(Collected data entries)
--- --- ---

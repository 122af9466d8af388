/// BTCO DID Resolver
///
/// Replays the inscriptions on an identifier's satoshi as an append-only
/// event log: each inscription, in creation order, either supplies a new
/// document, is rejected with a per-record error, or deactivates the
/// identifier for good. The running document after the full scan is the
/// resolved state.
use crate::did::{BtcoDid, DidDocument};
use crate::error::AnchorResult;
use crate::provider::ResourceProvider;
use crate::resilience::{RetryExecutor, RetryOptions};
use serde::{Deserialize, Serialize};
use std::sync::Arc;
use tracing::{debug, info, warn};

/// Stable resolution error codes
pub mod error_codes {
    pub const INVALID_DID: &str = "invalidDid";
    pub const NOT_FOUND: &str = "notFound";
    pub const DEACTIVATED: &str = "deactivated";
    pub const INVALID_DID_DOCUMENT: &str = "invalidDidDocument";
}

/// Audit record for one examined inscription
#[derive(Debug, Clone, Serialize, Deserialize)]
#[serde(rename_all = "camelCase")]
pub struct InscriptionRecord {
    pub id: String,
    pub did_document: Option<DidDocument>,
    #[serde(skip_serializing_if = "Option::is_none")]
    pub error: Option<String>,
}

/// Metadata about a resolution attempt
#[derive(Debug, Clone, Serialize, Deserialize)]
#[serde(rename_all = "camelCase")]
pub struct ResolutionMetadata {
    pub did: String,
    pub total_inscriptions: usize,
    #[serde(skip_serializing_if = "Option::is_none")]
    pub error: Option<String>,
}

/// Outcome of a `resolve` call
#[derive(Debug, Clone, Serialize, Deserialize)]
#[serde(rename_all = "camelCase")]
pub struct ResolutionResult {
    pub did_document: Option<DidDocument>,
    pub resolution_metadata: ResolutionMetadata,
    pub inscriptions: Vec<InscriptionRecord>,
}

impl ResolutionResult {
    fn empty(did: String, error: &str) -> Self {
        Self {
            did_document: None,
            resolution_metadata: ResolutionMetadata {
                did,
                total_inscriptions: 0,
                error: Some(error.to_string()),
            },
            inscriptions: Vec::new(),
        }
    }
}

/// Resolver configuration
#[derive(Debug, Clone, Default)]
pub struct BtcoDidResolverConfig {
    pub retry: RetryOptions,
}

/// Resolves `did:btco` identifiers against an ordinals index
#[derive(Clone)]
pub struct BtcoDidResolver {
    provider: Arc<dyn ResourceProvider>,
    retry: RetryExecutor,
}

impl BtcoDidResolver {
    pub fn new(provider: Arc<dyn ResourceProvider>, config: BtcoDidResolverConfig) -> Self {
        Self {
            provider,
            retry: RetryExecutor::new(config.retry),
        }
    }

    /// Resolve an identifier to its current document.
    ///
    /// Protocol outcomes (`invalidDid`, `notFound`, `deactivated`,
    /// `invalidDidDocument`) are reported inside the result; only provider
    /// failures that survive the retry policy surface as `Err`.
    pub async fn resolve(&self, did: &str) -> AnchorResult<ResolutionResult> {
        let parsed = match BtcoDid::parse(did) {
            Ok(parsed) => parsed,
            Err(e) => {
                debug!("Rejecting malformed identifier {}: {}", did, e);
                return Ok(ResolutionResult::empty(
                    did.to_string(),
                    error_codes::INVALID_DID,
                ));
            }
        };

        let did_string = parsed.did();
        let deactivation_marker = parsed.deactivation_marker();

        let sat_info = self
            .retry
            .run(|| self.provider.get_sat_info(parsed.sat()))
            .await?;

        if sat_info.inscription_ids.is_empty() {
            debug!("Sat {} carries no inscriptions", parsed.sat());
            return Ok(ResolutionResult::empty(did_string, error_codes::NOT_FOUND));
        }

        let mut records = Vec::with_capacity(sat_info.inscription_ids.len());
        let mut current: Option<DidDocument> = None;
        let mut deactivated = false;

        // Oldest first: creation order is authority order
        for inscription_id in &sat_info.inscription_ids {
            let record = self
                .examine(inscription_id, &did_string, &deactivation_marker, &mut deactivated)
                .await?;

            // Later inscriptions override earlier ones, but nothing
            // re-activates a deactivated identifier within this scan
            if deactivated {
                current = None;
            } else if let Some(doc) = &record.did_document {
                current = Some(doc.clone());
            }

            records.push(record);
        }

        let error = if current.is_none() {
            Some(
                if deactivated {
                    error_codes::DEACTIVATED
                } else {
                    error_codes::INVALID_DID_DOCUMENT
                }
                .to_string(),
            )
        } else {
            None
        };

        info!(
            "Resolved {} across {} inscription(s) ({})",
            did_string,
            records.len(),
            if current.is_some() { "active" } else { "no document" }
        );

        Ok(ResolutionResult {
            did_document: current,
            resolution_metadata: ResolutionMetadata {
                did: did_string,
                total_inscriptions: records.len(),
                error,
            },
            inscriptions: records,
        })
    }

    /// Examine a single inscription, producing its audit record
    async fn examine(
        &self,
        inscription_id: &str,
        did_string: &str,
        deactivation_marker: &str,
        deactivated: &mut bool,
    ) -> AnchorResult<InscriptionRecord> {
        let inscription = self
            .retry
            .run(|| self.provider.resolve_inscription(inscription_id))
            .await?;
        let content = self
            .retry
            .run(|| self.provider.fetch_content(&inscription.content_url))
            .await?;
        let text = String::from_utf8_lossy(&content);
        let trimmed = text.trim();

        let mut record = InscriptionRecord {
            id: inscription.id.clone(),
            did_document: None,
            error: None,
        };

        // The content must begin with the canonical marker binding it to
        // this identifier
        if !trimmed.starts_with(did_string) {
            warn!(
                "Inscription {} content is not bound to {}",
                inscription.id, did_string
            );
            record.error = Some(error_codes::INVALID_DID_DOCUMENT.to_string());
        }

        if trimmed.contains(deactivation_marker) {
            // Deactivated as of this inscription. First-detected error wins:
            // an error recorded by the marker check above is kept as-is.
            if record.error.is_none() {
                record.error = Some(error_codes::DEACTIVATED.to_string());
            }
            *deactivated = true;
            info!("{} deactivated by inscription {}", did_string, inscription.id);
            return Ok(record);
        }

        if record.error.is_some() {
            return Ok(record);
        }

        let metadata = self
            .retry
            .run(|| self.provider.get_metadata(inscription_id))
            .await?;

        match metadata {
            Some(value) => match serde_json::from_value::<DidDocument>(value) {
                Ok(doc) if doc.id == did_string => {
                    record.did_document = Some(doc);
                }
                Ok(doc) => {
                    warn!(
                        "Inscription {} document id {} does not match {}",
                        inscription.id, doc.id, did_string
                    );
                    record.error = Some(error_codes::INVALID_DID_DOCUMENT.to_string());
                }
                Err(e) => {
                    warn!("Inscription {} metadata is not a document: {}", inscription.id, e);
                    record.error = Some(error_codes::INVALID_DID_DOCUMENT.to_string());
                }
            },
            None => {
                record.error = Some(error_codes::INVALID_DID_DOCUMENT.to_string());
            }
        }

        Ok(record)
    }
}
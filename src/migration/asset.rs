/// Asset model
use crate::did::TrustLayer;
use crate::error::{AnchorError, AnchorResult};
use chrono::{DateTime, Utc};
use serde::{Deserialize, Serialize};
use sha2::{Digest, Sha256};

/// A content resource carried by an asset
#[derive(Debug, Clone, Serialize, Deserialize)]
#[serde(rename_all = "camelCase")]
pub struct AssetResource {
    pub id: String,
    pub content_type: String,
    /// Lowercase hex SHA-256 of the content
    pub hash: String,
    #[serde(skip_serializing_if = "Option::is_none")]
    pub size: Option<u64>,
    /// Raw bytes, kept in memory only; the hash is the durable reference
    #[serde(skip)]
    pub content: Option<Vec<u8>>,
}

impl AssetResource {
    /// Build a resource from raw content, computing hash and size
    pub fn from_content(id: impl Into<String>, content_type: impl Into<String>, content: Vec<u8>) -> Self {
        Self {
            id: id.into(),
            content_type: content_type.into(),
            hash: hex::encode(Sha256::digest(&content)),
            size: Some(content.len() as u64),
            content: Some(content),
        }
    }

    /// Verify the declared hash against the in-memory content, when present
    pub fn verify_integrity(&self) -> AnchorResult<()> {
        if let Some(content) = &self.content {
            let computed = hex::encode(Sha256::digest(content));
            if computed != self.hash {
                return Err(AnchorError::Validation(format!(
                    "resource {} content does not match its declared hash",
                    self.id
                )));
            }
        }
        Ok(())
    }
}

/// One completed migration in an asset's history
#[derive(Debug, Clone, Serialize, Deserialize)]
#[serde(rename_all = "camelCase")]
pub struct MigrationRecord {
    pub from_layer: TrustLayer,
    pub to_layer: TrustLayer,
    pub timestamp: DateTime<Utc>,
    pub transaction_ids: Vec<String>,
    /// Identifier minted by an anchored-layer migration
    #[serde(skip_serializing_if = "Option::is_none")]
    pub did: Option<String>,
}

/// An asset whose authoritative state is anchored on some trust layer.
///
/// Owned by the caller; the migration engine mutates only `layer` and
/// `migration_history`.
#[derive(Debug, Clone, Serialize, Deserialize)]
#[serde(rename_all = "camelCase")]
pub struct Asset {
    pub id: String,
    pub layer: TrustLayer,
    pub resources: Vec<AssetResource>,
    #[serde(default)]
    pub migration_history: Vec<MigrationRecord>,
}

impl Asset {
    /// New local-layer asset with a generated id
    pub fn new(resources: Vec<AssetResource>) -> Self {
        Self {
            id: uuid::Uuid::new_v4().to_string(),
            layer: TrustLayer::Local,
            resources,
            migration_history: Vec::new(),
        }
    }

    /// The manifest that gets anchored: asset id plus resource descriptors,
    /// without the raw content bytes
    pub fn manifest(&self) -> serde_json::Value {
        serde_json::json!({
            "assetId": self.id,
            "resources": self.resources.iter().map(|r| {
                serde_json::json!({
                    "id": r.id,
                    "contentType": r.content_type,
                    "hash": r.hash,
                    "size": r.size,
                })
            }).collect::<Vec<_>>(),
        })
    }
}

#[cfg(test)]
mod tests {
    use super::*;

    #[test]
    fn test_from_content_computes_hash_and_size() {
        let resource = AssetResource::from_content("r1", "text/plain", b"hello".to_vec());
        assert_eq!(
            resource.hash,
            "2cf24dba5fb0a30e26e83b2ac5b9e29e1b161e5c1fa7425e73043362938b9824"
        );
        assert_eq!(resource.size, Some(5));
        resource.verify_integrity().unwrap();
    }

    #[test]
    fn test_tampered_content_fails_integrity() {
        let mut resource = AssetResource::from_content("r1", "text/plain", b"hello".to_vec());
        resource.content = Some(b"hell0".to_vec());
        assert!(resource.verify_integrity().is_err());
    }

    #[test]
    fn test_hash_only_resource_passes_integrity() {
        let resource = AssetResource {
            id: "r1".to_string(),
            content_type: "image/png".to_string(),
            hash: "ab".repeat(32),
            size: None,
            content: None,
        };
        resource.verify_integrity().unwrap();
    }

    #[test]
    fn test_manifest_omits_content() {
        let asset = Asset::new(vec![AssetResource::from_content(
            "r1",
            "text/plain",
            b"hello".to_vec(),
        )]);
        let manifest = asset.manifest();
        assert_eq!(manifest["assetId"], asset.id.as_str());
        assert_eq!(manifest["resources"][0]["id"], "r1");
        assert!(manifest["resources"][0].get("content").is_none());
    }

    #[test]
    fn test_new_assets_start_local() {
        let asset = Asset::new(Vec::new());
        assert_eq!(asset.layer, TrustLayer::Local);
        assert!(asset.migration_history.is_empty());
    }
}
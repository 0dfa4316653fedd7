//! Destination for output units

use crate::error::ListError;

use super::types::OutputUnit;

/// Receives output units as an aggregation policy emits them.
///
/// Units are never retracted: once `emit` returns, the sink owns the unit
/// even if the run later fails.
pub trait UnitSink {
    fn emit(&mut self, unit: OutputUnit) -> Result<(), ListError>;
}

impl UnitSink for Vec<OutputUnit> {
    fn emit(&mut self, unit: OutputUnit) -> Result<(), ListError> {
        self.push(unit);
        Ok(())
    }
}
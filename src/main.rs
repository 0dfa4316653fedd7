//! CLI entry point for dagls

use std::io::{self, BufRead, IsTerminal};
use std::path::{Path, PathBuf};
use std::process;
use std::sync::Arc;
use std::time::Duration;

use clap::{ArgAction, Parser, ValueEnum};
use dagls::{
    CancelScope, CidBase, ImportConfig, Importer, JsonSink, ListConfig, ListError, Lister,
    MemoryStore, OutputConfig, OutputFormat, StoreError, TableConfig, TextSink,
};
use termcolor::{ColorChoice, StandardStream};
use tracing_subscriber::EnvFilter;
use tracing_subscriber::layer::SubscriberExt;
use tracing_subscriber::util::SubscriberInitExt;

/// Color output mode
#[derive(Debug, Clone, Copy, Default, ValueEnum)]
enum ColorMode {
    /// Auto-detect based on terminal and environment
    #[default]
    Auto,
    /// Always use colors
    Always,
    /// Never use colors
    Never,
}

/// Determine whether to use color output based on mode and environment.
fn should_use_color(mode: ColorMode) -> bool {
    match mode {
        ColorMode::Always => true,
        ColorMode::Never => false,
        ColorMode::Auto => {
            // https://no-color.org/
            if std::env::var_os("NO_COLOR").is_some() {
                return false;
            }
            if std::env::var_os("FORCE_COLOR").is_some() {
                return true;
            }
            if std::env::var("TERM").map(|t| t == "dumb").unwrap_or(false) {
                return false;
            }
            io::stdout().is_terminal()
        }
    }
}

#[derive(Parser, Debug)]
#[command(name = "dagls")]
#[command(about = "List directory contents of a content-addressed filesystem")]
#[command(version)]
struct Args {
    /// Paths to list: `<cid>[/sub/path]`, `/ipfs/<cid>/...`, or relative to
    /// the store root. Read from stdin (one per line) when omitted.
    paths: Vec<String>,

    /// Print table headers (Hash, Size, Name)
    #[arg(short = 'v', long = "headers")]
    headers: bool,

    /// Resolve linked objects to find out their types
    #[arg(
        long = "resolve-type",
        value_name = "BOOL",
        action = ArgAction::Set,
        num_args = 0..=1,
        require_equals = true,
        default_value_t = true,
        default_missing_value = "true"
    )]
    resolve_type: bool,

    /// Resolve linked objects to find out their file size
    #[arg(
        long = "size",
        value_name = "BOOL",
        action = ArgAction::Set,
        num_args = 0..=1,
        require_equals = true,
        default_value_t = true,
        default_missing_value = "true"
    )]
    size: bool,

    /// Emit entries as they are traversed instead of sorted per path
    #[arg(short = 's', long = "stream")]
    stream: bool,

    /// Also show mode and modification time
    #[arg(short = 'l', long = "long")]
    long: bool,

    /// Show sizes in human-readable form (1.5K, 3.0M)
    #[arg(short = 'H', long = "human")]
    human: bool,

    /// Output format
    #[arg(long = "format", value_name = "FORMAT", default_value = "text")]
    format: OutputFormat,

    /// Encoding used to print content identifiers
    #[arg(long = "cid-base", value_name = "BASE", default_value = "base32")]
    cid_base: CidBase,

    /// Local directory to import as the store root [default: .]
    #[arg(long = "root", value_name = "DIR", conflicts_with = "snapshot")]
    root: Option<PathBuf>,

    /// Load the store from a snapshot file instead of importing a directory
    #[arg(long = "snapshot", value_name = "FILE")]
    snapshot: Option<PathBuf>,

    /// Write the store to a snapshot file before listing
    #[arg(long = "save-snapshot", value_name = "FILE")]
    save_snapshot: Option<PathBuf>,

    /// Import all files (ignore .gitignore and hidden-file filtering)
    #[arg(short, long)]
    all: bool,

    /// Ignore files matching pattern when importing (can be used multiple times)
    #[arg(short = 'I', long = "ignore")]
    ignore: Vec<String>,

    /// Number of parallel workers for hashing imported files
    /// (0 = auto-detect, 1 = sequential, N = use N workers)
    #[arg(short = 'j', long = "jobs", default_value = "0")]
    jobs: usize,

    /// Cancel the listing after DURATION (e.g. 30s, 5m)
    #[arg(long = "timeout", value_name = "DURATION", value_parser = parse_duration_string)]
    timeout: Option<Duration>,

    /// Control color output: auto, always, never
    #[arg(long = "color", value_name = "WHEN", default_value = "auto")]
    color: ColorMode,
}

/// Parse a duration string like "500ms", "30s" or "5m".
fn parse_duration_string(s: &str) -> Result<Duration, String> {
    humantime::parse_duration(s.trim()).map_err(|e| e.to_string())
}

fn init_tracing() {
    let filter = EnvFilter::try_from_default_env().unwrap_or_else(|_| EnvFilter::new("warn"));
    tracing_subscriber::registry()
        .with(tracing_subscriber::fmt::layer().with_writer(io::stderr))
        .with(filter)
        .init();
}

/// Paths from the command line, else from piped stdin, else the root.
fn requested_paths(args: &[String]) -> io::Result<Vec<String>> {
    if !args.is_empty() {
        return Ok(args.to_vec());
    }

    let stdin = io::stdin();
    if !stdin.is_terminal() {
        let mut paths = Vec::new();
        for line in stdin.lock().lines() {
            let line = line?;
            let trimmed = line.trim();
            if !trimmed.is_empty() {
                paths.push(trimmed.to_string());
            }
        }
        if !paths.is_empty() {
            return Ok(paths);
        }
    }

    Ok(vec![".".to_string()])
}

fn open_store(args: &Args) -> Result<MemoryStore, StoreError> {
    if let Some(snapshot) = &args.snapshot {
        tracing::debug!(path = %snapshot.display(), "loading snapshot");
        return MemoryStore::load(snapshot);
    }

    let root = args.root.as_deref().unwrap_or(Path::new("."));
    let config = ImportConfig {
        show_all: args.all,
        ignore_patterns: args.ignore.clone(),
        parallel_workers: args.jobs,
    };
    Importer::new(config).import(root)
}

/// Cancel `scope` on Ctrl-C or once `timeout` elapses.
async fn cancel_on_interrupt(scope: Arc<CancelScope>, timeout: Option<Duration>) {
    let interrupt = async {
        if tokio::signal::ctrl_c().await.is_err() {
            std::future::pending::<()>().await;
        }
    };
    let deadline = async {
        match timeout {
            Some(d) => tokio::time::sleep(d).await,
            None => std::future::pending::<()>().await,
        }
    };

    tokio::select! {
        _ = interrupt => tracing::info!("interrupted, cancelling listing"),
        _ = deadline => tracing::info!(?timeout, "timeout elapsed, cancelling listing"),
    }
    scope.cancel();
}

async fn list(
    lister: Lister,
    paths: Vec<String>,
    output: OutputConfig,
    timeout: Option<Duration>,
) -> Result<(), ListError> {
    let scope = Arc::new(CancelScope::new());
    let token = scope.token();
    let watcher = tokio::spawn(cancel_on_interrupt(Arc::clone(&scope), timeout));

    let result = match output.format {
        OutputFormat::Text => {
            let choice = if output.use_color {
                ColorChoice::Always
            } else {
                ColorChoice::Never
            };
            let mut sink = TextSink::new(StandardStream::stdout(choice), output.table);
            lister.run(&paths, &mut sink, &token).await
        }
        OutputFormat::Json => {
            let mut sink = JsonSink::new(io::stdout(), output.table.cid_base, output.table.streaming);
            lister.run(&paths, &mut sink, &token).await
        }
    };

    watcher.abort();
    result
}

fn main() {
    init_tracing();
    let args = Args::parse();

    let paths = requested_paths(&args.paths).unwrap_or_else(|e| {
        eprintln!("dagls: error reading paths from stdin: {}", e);
        process::exit(1);
    });

    let store = open_store(&args).unwrap_or_else(|e| {
        eprintln!("dagls: cannot open store: {}", e);
        process::exit(1);
    });
    tracing::debug!(objects = store.len(), "store ready");

    if let Some(target) = &args.save_snapshot {
        if let Err(e) = store.save(target) {
            eprintln!("dagls: cannot save snapshot '{}': {}", target.display(), e);
            process::exit(1);
        }
    }

    let list_config = ListConfig {
        resolve_type: args.resolve_type,
        resolve_size: args.size,
        streaming: args.stream,
    };
    let output_config = OutputConfig {
        format: args.format,
        use_color: should_use_color(args.color),
        table: TableConfig {
            headers: args.headers,
            size_column: args.size,
            human_sizes: args.human,
            long: args.long,
            ignore_breaks: false,
            multiple_groups: paths.len() > 1,
            streaming: args.stream,
            cid_base: args.cid_base,
        },
    };

    let runtime = tokio::runtime::Builder::new_multi_thread()
        .enable_all()
        .build()
        .unwrap_or_else(|e| {
            eprintln!("dagls: cannot start runtime: {}", e);
            process::exit(1);
        });

    let lister = Lister::new(Arc::new(store), list_config);
    let result = runtime.block_on(list(lister, paths, output_config, args.timeout));

    if let Err(e) = result {
        eprintln!("dagls: {}", e);
        process::exit(1);
    }
}
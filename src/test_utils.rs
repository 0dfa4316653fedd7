//! Test utilities for building directory trees and stores.
//!
//! This module is only compiled for tests and benchmarks.

use std::fs;
use std::path::{Path, PathBuf};

use tempfile::TempDir;

use crate::store::{Link, MemoryStore};

/// A temporary directory tree for import and CLI tests.
///
/// The directory is automatically cleaned up when dropped.
pub struct TestTree {
    dir: TempDir,
}

impl TestTree {
    /// Create a new empty temporary directory.
    pub fn new() -> Self {
        let dir = TempDir::new().expect("Failed to create temp dir");
        Self { dir }
    }

    /// Get the path to the temporary directory.
    pub fn path(&self) -> &Path {
        self.dir.path()
    }

    /// Add a file, creating parent directories as needed.
    pub fn add_file(&self, path: &str, content: &str) -> PathBuf {
        let full_path = self.dir.path().join(path);
        if let Some(parent) = full_path.parent() {
            fs::create_dir_all(parent).expect("Failed to create parent dirs");
        }
        fs::write(&full_path, content).expect("Failed to write file");
        full_path
    }

    /// Add an empty directory.
    pub fn add_dir(&self, path: &str) -> PathBuf {
        let full_path = self.dir.path().join(path);
        fs::create_dir_all(&full_path).expect("Failed to create dir");
        full_path
    }

    /// Add a symlink at `path` pointing to `target`.
    #[cfg(unix)]
    pub fn add_symlink(&self, path: &str, target: &str) -> PathBuf {
        let full_path = self.dir.path().join(path);
        std::os::unix::fs::symlink(target, &full_path).expect("Failed to create symlink");
        full_path
    }
}

impl Default for TestTree {
    fn default() -> Self {
        Self::new()
    }
}

/// A store with `n` files named `file-0000`.. in one directory, linked from
/// the root as `wide`, in reverse name order.
pub fn wide_store(n: usize) -> MemoryStore {
    let mut store = MemoryStore::new();
    let mut links: Vec<Link> = (0..n)
        .map(|i| {
            let name = format!("file-{:04}", i);
            let cid = store.put_file(name.as_bytes());
            Link::new(name, cid)
        })
        .collect();
    links.reverse();
    let wide = store.put_directory(links);
    let root = store.put_directory(vec![Link::new("wide", wide)]);
    store.set_root(root);
    store
}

--- --- ---

Tell how many lines in the data above hold "that". Nothing but the number.

◆ **RESPONSE TO THIS EXERCISE**:
2